Data supplied Start Marker

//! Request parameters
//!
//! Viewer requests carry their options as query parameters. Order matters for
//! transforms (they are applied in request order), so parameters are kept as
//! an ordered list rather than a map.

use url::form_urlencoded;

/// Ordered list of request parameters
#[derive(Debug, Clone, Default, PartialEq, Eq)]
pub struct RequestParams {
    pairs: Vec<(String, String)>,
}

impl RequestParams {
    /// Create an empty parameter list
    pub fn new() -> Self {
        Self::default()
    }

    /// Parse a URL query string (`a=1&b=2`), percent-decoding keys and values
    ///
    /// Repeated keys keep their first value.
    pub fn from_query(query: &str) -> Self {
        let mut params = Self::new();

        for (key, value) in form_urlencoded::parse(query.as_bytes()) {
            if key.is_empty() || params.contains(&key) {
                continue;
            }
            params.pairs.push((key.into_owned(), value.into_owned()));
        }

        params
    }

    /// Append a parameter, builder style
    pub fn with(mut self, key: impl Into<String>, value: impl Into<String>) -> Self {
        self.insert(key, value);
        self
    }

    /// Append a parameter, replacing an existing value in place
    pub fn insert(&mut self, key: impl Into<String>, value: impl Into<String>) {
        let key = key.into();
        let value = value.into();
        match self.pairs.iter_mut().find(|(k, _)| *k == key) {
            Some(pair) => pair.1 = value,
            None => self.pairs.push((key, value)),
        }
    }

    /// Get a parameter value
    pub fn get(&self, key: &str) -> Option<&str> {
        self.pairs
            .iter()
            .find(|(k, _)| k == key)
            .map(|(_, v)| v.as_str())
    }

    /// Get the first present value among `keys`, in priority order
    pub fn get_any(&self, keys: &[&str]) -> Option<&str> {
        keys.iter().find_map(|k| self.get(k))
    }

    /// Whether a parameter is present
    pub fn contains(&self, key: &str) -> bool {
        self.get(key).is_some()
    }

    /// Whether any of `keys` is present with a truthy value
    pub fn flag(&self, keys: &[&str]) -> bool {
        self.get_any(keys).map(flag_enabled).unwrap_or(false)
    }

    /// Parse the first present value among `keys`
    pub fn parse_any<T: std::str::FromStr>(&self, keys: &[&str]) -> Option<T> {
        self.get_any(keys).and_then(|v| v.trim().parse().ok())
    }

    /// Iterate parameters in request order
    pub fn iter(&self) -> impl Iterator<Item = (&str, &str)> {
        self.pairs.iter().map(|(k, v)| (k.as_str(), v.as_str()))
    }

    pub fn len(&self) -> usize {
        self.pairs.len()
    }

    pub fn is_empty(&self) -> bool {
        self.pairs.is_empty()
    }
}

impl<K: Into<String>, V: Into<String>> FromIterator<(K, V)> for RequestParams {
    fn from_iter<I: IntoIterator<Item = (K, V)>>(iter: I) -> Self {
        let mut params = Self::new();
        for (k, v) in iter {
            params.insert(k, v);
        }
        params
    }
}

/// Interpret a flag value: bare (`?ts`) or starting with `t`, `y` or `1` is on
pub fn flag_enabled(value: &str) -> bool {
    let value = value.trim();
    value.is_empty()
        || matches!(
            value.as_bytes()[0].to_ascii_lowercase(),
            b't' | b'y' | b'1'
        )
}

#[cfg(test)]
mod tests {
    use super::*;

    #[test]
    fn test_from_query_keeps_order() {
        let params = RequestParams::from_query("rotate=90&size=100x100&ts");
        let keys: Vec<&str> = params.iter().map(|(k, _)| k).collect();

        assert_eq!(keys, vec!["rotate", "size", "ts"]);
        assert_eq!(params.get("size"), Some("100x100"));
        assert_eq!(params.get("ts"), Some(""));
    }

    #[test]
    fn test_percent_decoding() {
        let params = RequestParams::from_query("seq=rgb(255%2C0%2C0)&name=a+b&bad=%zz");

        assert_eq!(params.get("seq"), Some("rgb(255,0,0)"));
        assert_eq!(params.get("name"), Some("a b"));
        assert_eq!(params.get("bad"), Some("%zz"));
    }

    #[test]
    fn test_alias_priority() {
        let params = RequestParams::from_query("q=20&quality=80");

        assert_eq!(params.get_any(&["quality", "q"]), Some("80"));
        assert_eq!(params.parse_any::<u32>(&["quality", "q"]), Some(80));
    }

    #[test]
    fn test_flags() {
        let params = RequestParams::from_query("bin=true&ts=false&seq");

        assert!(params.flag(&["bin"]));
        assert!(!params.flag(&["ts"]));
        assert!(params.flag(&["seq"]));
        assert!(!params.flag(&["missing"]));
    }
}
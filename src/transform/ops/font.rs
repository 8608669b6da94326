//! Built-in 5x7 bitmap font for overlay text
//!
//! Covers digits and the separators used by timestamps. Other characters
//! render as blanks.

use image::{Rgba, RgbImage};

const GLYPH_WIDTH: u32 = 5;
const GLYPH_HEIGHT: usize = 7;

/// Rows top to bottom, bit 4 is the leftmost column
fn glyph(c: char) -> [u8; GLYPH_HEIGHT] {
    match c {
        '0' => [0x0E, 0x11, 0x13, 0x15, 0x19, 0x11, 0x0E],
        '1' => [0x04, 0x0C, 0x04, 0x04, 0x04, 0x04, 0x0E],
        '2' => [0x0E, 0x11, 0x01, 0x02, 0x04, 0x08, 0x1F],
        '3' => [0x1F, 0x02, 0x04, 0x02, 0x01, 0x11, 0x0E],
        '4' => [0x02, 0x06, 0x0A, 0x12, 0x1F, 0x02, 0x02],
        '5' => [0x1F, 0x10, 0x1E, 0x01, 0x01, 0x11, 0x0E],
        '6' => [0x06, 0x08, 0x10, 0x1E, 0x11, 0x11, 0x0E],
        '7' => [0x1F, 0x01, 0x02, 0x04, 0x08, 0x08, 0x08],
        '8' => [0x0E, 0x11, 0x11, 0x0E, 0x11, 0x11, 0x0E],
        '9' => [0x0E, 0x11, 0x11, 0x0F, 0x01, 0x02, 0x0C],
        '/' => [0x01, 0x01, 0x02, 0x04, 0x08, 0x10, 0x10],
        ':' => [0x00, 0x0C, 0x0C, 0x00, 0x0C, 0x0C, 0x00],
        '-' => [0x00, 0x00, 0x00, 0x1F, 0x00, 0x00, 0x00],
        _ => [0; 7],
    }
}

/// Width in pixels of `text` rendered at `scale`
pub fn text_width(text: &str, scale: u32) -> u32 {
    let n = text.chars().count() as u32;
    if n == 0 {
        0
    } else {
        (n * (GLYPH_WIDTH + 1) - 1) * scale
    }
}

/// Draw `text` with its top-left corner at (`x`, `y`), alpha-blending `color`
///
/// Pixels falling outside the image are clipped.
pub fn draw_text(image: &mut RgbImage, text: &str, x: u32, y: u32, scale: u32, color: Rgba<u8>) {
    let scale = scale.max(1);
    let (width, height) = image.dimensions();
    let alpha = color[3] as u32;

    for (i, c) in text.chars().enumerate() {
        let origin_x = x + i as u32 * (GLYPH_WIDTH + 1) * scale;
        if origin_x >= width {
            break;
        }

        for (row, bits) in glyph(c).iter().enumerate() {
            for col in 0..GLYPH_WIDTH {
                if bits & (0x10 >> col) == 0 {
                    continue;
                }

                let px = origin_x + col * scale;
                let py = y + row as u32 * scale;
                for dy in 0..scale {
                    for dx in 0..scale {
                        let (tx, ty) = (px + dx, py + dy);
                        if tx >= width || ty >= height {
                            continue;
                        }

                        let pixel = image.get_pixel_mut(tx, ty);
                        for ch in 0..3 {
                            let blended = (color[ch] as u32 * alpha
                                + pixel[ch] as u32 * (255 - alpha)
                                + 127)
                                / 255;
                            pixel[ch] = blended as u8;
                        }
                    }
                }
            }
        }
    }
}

Data supplied End Marker

What is needed: Check each line of the listing above for the string "font" and return those that contain it.

Your response:
filename src/transform/ops/font.rs
//! Built-in 5x7 bitmap font for overlay text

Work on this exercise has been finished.